Skills Applied: This project tests your proficiency in Python libraries (requests, BeautifulSoup, csv), HTML/CSS selectors, error handling (try/except), data cleaning, and working with external APIs and websites.

What You Will Build

A fully functional web scraper that extracts book data:

$ python scraper.py

==============================================
     BOOKSCRAPER - Web Scraping Tool
==============================================

Target URL: https://books.toscrape.com
Categories: All Books

[INFO] Starting scraper...
[INFO] Fetching page 1...
[INFO] Found 20 books on page 1
[INFO] Fetching page 2...
[INFO] Found 20 books on page 2
...
[INFO] Fetching page 50...
[INFO] Found 20 books on page 50

==============================================
           SCRAPING COMPLETE!
==============================================
Total Books Scraped: 1000
Categories Found: 50
Export File: data/books_2025-01-15.csv
Time Elapsed: 45.2 seconds

[SUCCESS] Data exported to CSV!

Skills You Will Apply

HTTP Requests

GET requests, headers, sessions, and response handling

HTML Parsing

BeautifulSoup, CSS selectors, DOM navigation

Data Extraction

Pattern matching, data cleaning, validation

CSV Export

File writing, structured data, encoding

Learning Objectives

Technical Skills

Make HTTP requests using the requests library
Parse HTML content with BeautifulSoup
Navigate DOM trees and extract specific elements
Handle pagination and multiple pages
Export data to CSV with proper formatting

Professional Skills

Implement robust error handling
Add rate limiting and polite scraping
Write modular, reusable code
Document scraping workflow
Understand web scraping ethics and legality

Ready to submit? Already completed the project? Submit your work now!

Submit Now

Project Scenario

DataHarvest Analytics

You have been hired as a Python Developer at DataHarvest Analytics, a data collection startup. The company needs to build a web scraping tool that can extract book information from online bookstores for market research and price comparison analysis. The tool should be reliable, respectful of website resources, and produce clean, analysis-ready data.

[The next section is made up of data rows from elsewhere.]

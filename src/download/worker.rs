//! Page fetch worker
//!
//! A worker turns one [`Page`] into the bytes and entry name of its image:
//! it waits for admission, asks the site adapter where the image lives,
//! then downloads it through the retrying [`Fetcher`].

use crate::download::filename::{entry_name, image_extension};
use crate::download::scheduler::AdmissionGate;
use crate::download::Fetcher;
use crate::site::SiteAdapter;
use crate::state::Page;
use crate::FetchError;
use std::sync::Arc;
use tokio::task::JoinHandle;
use tracing::{debug, trace};

/// A downloaded page, ready to be written into the archive
#[derive(Debug, Clone, PartialEq, Eq)]
pub struct FetchedPage {
    /// Archive entry name, e.g. `007-008.png`
    pub entry_name: String,

    /// Resolved image extension
    pub extension: String,

    pub bytes: Vec<u8>,
}

/// Exactly one outcome is produced for every submitted page
pub type PageOutcome = Result<FetchedPage, FetchError>;

/// Processes pages of one chapter under a shared admission gate
#[derive(Clone)]
pub struct PageWorker {
    site: Arc<dyn SiteAdapter>,
    fetcher: Arc<Fetcher>,
    gate: AdmissionGate,
}

impl PageWorker {
    pub fn new(site: Arc<dyn SiteAdapter>, fetcher: Arc<Fetcher>, gate: AdmissionGate) -> Self {
        Self {
            site,
            fetcher,
            gate,
        }
    }

    /// Fetches the image behind `page`
    ///
    /// The admission permit is held until this function returns.
    pub async fn process(&self, page: &Page) -> PageOutcome {
        let _permit = self.gate.admit().await.ok_or(FetchError::Cancelled)?;
        trace!("Admitted page {} ({})", page.name, page.uri);

        let locator = match self.site.resolve_image_locator(&page.uri).await {
            Ok(Some(locator)) => locator,
            Ok(None) => {
                return Err(FetchError::ImageNotFound {
                    page_uri: page.uri.clone(),
                })
            }
            Err(e) => {
                return Err(FetchError::Lookup {
                    page_uri: page.uri.clone(),
                    message: e.to_string(),
                })
            }
        };

        let extension = image_extension(&locator);
        let entry_name = entry_name(&page.name, &locator);
        debug!("Page {} resolved to {}", page.name, locator);

        let bytes = self.fetcher.fetch(&locator, &page.uri).await?;

        Ok(FetchedPage {
            entry_name,
            extension,
            bytes,
        })
    }

    /// Runs [`process`](Self::process) for `page` on its own task
    pub fn spawn(&self, page: Page) -> JoinHandle<PageOutcome> {
        let worker = self.clone();
        tokio::spawn(async move { worker.process(&page).await })
    }
}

"We need a scraper that can collect book data - titles, prices, ratings, and availability. It should handle multiple pages, deal with errors gracefully, and output everything to CSV so our analysts can work with the data. Make sure it's polite to the servers - we don't want to get blocked!"

Alex Rivera, Data Engineering Lead

Core Features Required

Web Requests

Send HTTP GET requests to target URLs
Handle response status codes
Set proper User-Agent headers
Implement request timeouts

HTML Parsing

Parse HTML with BeautifulSoup
Use CSS selectors to find elements
Extract text, attributes, and links
Handle missing or malformed data

Data Extraction

Extract book titles, prices, ratings
Get availability status and categories
Follow links to detail pages
Clean and normalize extracted data

Export & Storage

Export data to CSV format
Handle Unicode characters properly
Create timestamped output files
Include summary statistics

Practice Website: Use books.toscrape.com - a website specifically designed for practicing web scraping. It is free to scrape and won't block your requests!

The Dataset

Your scraper will extract data similar to real-world book datasets. We provide sample data to help you understand the expected output format and validate your scraping results.

Dataset Download

Download the sample dataset from Kaggle (Amazon Top 50 Bestselling Books 2009-2019) to understand the expected output format and compare your scraped results.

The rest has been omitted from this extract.